(Exercise brief)
Only one stretch of the data is wanted: the line containing "assert!(!verdict.passed);", the line containing "trials: fraction of trials that timed out", and every line between them, copied exactly.
════════════════════
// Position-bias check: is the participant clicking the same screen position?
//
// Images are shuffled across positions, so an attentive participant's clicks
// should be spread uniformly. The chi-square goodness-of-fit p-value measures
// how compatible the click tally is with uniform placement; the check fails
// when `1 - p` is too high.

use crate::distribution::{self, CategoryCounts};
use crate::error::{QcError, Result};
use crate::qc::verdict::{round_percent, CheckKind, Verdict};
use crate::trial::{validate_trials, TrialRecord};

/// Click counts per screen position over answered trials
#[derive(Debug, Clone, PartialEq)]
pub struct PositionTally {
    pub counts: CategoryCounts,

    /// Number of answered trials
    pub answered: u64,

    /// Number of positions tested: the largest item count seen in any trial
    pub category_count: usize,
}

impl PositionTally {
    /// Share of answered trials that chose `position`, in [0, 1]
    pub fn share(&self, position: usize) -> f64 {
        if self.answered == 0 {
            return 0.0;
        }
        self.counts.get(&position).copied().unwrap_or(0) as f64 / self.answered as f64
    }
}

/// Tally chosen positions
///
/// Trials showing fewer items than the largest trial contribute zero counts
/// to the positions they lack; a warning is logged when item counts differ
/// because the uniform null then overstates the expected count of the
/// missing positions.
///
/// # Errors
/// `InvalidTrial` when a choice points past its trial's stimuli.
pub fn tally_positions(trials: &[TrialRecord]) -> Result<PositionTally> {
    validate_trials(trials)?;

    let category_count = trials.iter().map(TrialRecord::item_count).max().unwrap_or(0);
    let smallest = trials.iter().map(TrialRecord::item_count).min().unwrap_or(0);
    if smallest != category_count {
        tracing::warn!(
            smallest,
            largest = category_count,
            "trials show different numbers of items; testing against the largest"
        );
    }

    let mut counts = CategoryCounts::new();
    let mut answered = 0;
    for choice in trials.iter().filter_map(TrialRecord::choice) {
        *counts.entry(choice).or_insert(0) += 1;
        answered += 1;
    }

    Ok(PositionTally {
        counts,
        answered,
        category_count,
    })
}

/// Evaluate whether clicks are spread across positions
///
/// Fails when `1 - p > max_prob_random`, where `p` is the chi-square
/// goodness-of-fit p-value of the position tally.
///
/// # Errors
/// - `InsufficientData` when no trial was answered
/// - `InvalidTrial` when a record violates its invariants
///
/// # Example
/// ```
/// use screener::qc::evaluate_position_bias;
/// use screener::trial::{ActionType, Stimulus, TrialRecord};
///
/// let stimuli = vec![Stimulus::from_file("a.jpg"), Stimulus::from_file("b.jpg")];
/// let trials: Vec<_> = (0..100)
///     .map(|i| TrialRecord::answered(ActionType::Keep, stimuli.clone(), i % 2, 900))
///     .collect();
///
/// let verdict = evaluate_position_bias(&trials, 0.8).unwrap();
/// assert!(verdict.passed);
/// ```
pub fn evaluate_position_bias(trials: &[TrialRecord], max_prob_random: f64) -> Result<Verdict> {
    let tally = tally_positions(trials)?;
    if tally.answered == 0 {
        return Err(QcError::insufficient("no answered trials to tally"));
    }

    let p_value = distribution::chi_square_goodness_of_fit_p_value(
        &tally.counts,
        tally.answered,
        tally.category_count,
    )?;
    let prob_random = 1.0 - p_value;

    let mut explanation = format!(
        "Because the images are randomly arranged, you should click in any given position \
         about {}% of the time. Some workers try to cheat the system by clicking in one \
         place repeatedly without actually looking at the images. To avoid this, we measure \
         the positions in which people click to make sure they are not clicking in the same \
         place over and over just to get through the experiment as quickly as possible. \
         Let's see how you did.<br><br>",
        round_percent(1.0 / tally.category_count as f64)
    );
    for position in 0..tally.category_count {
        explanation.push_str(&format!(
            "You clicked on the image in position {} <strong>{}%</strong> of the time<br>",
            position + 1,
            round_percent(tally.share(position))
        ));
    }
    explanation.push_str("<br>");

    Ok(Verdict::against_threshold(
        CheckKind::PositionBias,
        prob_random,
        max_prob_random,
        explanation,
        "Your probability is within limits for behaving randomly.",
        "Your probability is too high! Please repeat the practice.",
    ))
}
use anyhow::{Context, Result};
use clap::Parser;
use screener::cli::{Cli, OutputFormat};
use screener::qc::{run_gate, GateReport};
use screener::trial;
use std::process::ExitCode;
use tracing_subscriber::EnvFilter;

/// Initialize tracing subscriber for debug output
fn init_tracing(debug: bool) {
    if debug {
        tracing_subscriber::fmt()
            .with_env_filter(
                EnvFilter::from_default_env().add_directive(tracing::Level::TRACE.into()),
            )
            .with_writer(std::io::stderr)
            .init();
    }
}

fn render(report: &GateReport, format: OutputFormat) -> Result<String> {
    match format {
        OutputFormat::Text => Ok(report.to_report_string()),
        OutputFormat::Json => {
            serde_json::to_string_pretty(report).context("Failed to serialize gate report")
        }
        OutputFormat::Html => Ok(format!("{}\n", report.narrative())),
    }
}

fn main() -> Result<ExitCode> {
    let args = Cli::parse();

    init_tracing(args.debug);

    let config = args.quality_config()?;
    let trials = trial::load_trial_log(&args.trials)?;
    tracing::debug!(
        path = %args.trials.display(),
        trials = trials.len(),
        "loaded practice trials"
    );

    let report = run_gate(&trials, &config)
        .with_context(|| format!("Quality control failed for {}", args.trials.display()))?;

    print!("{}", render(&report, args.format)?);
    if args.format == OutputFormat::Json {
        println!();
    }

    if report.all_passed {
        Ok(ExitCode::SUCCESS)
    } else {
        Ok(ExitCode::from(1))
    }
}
════════════════════
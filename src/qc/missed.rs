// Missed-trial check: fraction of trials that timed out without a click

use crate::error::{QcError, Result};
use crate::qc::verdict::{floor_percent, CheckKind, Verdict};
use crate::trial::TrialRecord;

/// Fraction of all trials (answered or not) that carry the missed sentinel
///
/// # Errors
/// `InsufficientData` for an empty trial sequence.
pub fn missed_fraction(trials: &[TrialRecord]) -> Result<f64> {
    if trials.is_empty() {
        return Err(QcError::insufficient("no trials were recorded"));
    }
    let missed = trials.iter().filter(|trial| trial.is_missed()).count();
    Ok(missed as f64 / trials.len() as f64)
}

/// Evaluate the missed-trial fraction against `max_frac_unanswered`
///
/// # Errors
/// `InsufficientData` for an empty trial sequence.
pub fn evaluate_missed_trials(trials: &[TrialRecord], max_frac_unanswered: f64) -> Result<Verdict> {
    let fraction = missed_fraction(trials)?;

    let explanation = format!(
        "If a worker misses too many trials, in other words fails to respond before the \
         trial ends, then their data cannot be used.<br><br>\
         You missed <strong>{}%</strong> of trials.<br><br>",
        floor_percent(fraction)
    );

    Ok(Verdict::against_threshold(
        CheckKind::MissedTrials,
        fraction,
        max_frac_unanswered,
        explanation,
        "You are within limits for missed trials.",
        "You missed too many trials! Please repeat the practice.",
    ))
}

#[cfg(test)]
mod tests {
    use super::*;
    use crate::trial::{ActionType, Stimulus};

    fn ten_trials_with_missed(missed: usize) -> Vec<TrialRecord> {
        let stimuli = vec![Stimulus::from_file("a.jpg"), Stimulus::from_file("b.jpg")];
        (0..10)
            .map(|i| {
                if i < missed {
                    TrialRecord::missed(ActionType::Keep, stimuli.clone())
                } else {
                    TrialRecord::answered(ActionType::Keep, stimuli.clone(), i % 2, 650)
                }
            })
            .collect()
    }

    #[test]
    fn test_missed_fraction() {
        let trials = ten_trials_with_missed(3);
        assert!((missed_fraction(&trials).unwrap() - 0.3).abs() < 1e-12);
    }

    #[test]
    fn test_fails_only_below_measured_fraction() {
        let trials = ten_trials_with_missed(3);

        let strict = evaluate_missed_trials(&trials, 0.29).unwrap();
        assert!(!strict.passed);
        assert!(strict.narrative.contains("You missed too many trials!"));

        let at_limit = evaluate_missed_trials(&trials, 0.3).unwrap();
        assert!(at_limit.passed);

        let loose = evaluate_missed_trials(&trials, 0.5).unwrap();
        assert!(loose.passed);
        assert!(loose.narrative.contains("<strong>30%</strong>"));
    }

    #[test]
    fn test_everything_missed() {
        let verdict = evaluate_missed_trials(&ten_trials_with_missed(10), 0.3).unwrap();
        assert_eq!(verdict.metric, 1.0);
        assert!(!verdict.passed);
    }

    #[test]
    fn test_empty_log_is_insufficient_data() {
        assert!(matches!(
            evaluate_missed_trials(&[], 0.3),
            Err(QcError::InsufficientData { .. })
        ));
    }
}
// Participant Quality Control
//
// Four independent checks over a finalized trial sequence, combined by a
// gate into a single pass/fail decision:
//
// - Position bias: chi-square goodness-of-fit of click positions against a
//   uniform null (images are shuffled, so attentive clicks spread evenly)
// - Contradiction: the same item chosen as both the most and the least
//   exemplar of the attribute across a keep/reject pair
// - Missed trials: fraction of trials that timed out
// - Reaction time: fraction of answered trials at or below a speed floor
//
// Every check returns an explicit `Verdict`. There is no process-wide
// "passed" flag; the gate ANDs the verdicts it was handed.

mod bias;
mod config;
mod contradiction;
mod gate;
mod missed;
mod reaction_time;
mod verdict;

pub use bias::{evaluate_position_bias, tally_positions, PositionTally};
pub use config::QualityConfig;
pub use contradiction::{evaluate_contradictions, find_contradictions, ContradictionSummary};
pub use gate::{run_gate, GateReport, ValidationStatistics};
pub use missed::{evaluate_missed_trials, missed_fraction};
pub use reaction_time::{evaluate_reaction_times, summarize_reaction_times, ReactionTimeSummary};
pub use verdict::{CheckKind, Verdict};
════════════════════
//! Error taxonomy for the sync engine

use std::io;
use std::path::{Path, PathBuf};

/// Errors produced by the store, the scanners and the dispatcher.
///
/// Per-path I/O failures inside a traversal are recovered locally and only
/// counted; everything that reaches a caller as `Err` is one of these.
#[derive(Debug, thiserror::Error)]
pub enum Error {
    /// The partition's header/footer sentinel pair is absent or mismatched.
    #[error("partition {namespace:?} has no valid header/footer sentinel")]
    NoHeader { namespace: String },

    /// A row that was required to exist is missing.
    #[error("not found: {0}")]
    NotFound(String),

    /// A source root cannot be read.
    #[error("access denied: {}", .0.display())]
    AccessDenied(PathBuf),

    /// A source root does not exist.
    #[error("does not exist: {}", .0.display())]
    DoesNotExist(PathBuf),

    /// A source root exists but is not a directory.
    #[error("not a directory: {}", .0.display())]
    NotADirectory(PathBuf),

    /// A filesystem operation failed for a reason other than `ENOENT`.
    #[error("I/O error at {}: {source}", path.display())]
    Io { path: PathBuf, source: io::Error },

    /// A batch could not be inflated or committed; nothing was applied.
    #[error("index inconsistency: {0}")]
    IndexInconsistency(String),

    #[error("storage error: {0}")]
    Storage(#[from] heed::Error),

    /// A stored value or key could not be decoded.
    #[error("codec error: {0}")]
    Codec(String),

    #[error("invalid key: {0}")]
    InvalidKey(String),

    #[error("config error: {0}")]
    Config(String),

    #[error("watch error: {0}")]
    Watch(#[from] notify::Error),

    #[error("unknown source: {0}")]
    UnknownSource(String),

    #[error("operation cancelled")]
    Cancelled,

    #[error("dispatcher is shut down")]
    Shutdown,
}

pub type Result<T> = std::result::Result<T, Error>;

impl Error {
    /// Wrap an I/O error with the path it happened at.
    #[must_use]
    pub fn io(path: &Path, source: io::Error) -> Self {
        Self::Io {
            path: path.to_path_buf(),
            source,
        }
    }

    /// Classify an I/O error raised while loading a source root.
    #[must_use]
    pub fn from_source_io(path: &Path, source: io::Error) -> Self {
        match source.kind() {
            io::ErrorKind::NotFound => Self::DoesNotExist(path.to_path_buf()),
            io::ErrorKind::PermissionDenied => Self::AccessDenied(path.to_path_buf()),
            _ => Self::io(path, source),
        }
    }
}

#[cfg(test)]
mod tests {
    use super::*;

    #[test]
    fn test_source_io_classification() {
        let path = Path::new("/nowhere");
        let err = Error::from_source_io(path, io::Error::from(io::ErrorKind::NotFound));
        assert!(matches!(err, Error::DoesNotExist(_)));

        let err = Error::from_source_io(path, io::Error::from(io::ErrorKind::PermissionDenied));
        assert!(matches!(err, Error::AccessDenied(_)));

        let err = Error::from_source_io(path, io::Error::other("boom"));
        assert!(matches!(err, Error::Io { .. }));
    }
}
════════════════════
(Result of the task)
        assert!(!verdict.passed);
    }

    #[test]
    fn test_empty_log_is_insufficient_data() {
        assert!(matches!(
            evaluate_missed_trials(&[], 0.3),
            Err(QcError::InsufficientData { .. })
        ));
    }
}
// Participant Quality Control
//
// Four independent checks over a finalized trial sequence, combined by a
// gate into a single pass/fail decision:
//
// - Position bias: chi-square goodness-of-fit of click positions against a
//   uniform null (images are shuffled, so attentive clicks spread evenly)
// - Contradiction: the same item chosen as both the most and the least
//   exemplar of the attribute across a keep/reject pair
// - Missed trials: fraction of trials that timed out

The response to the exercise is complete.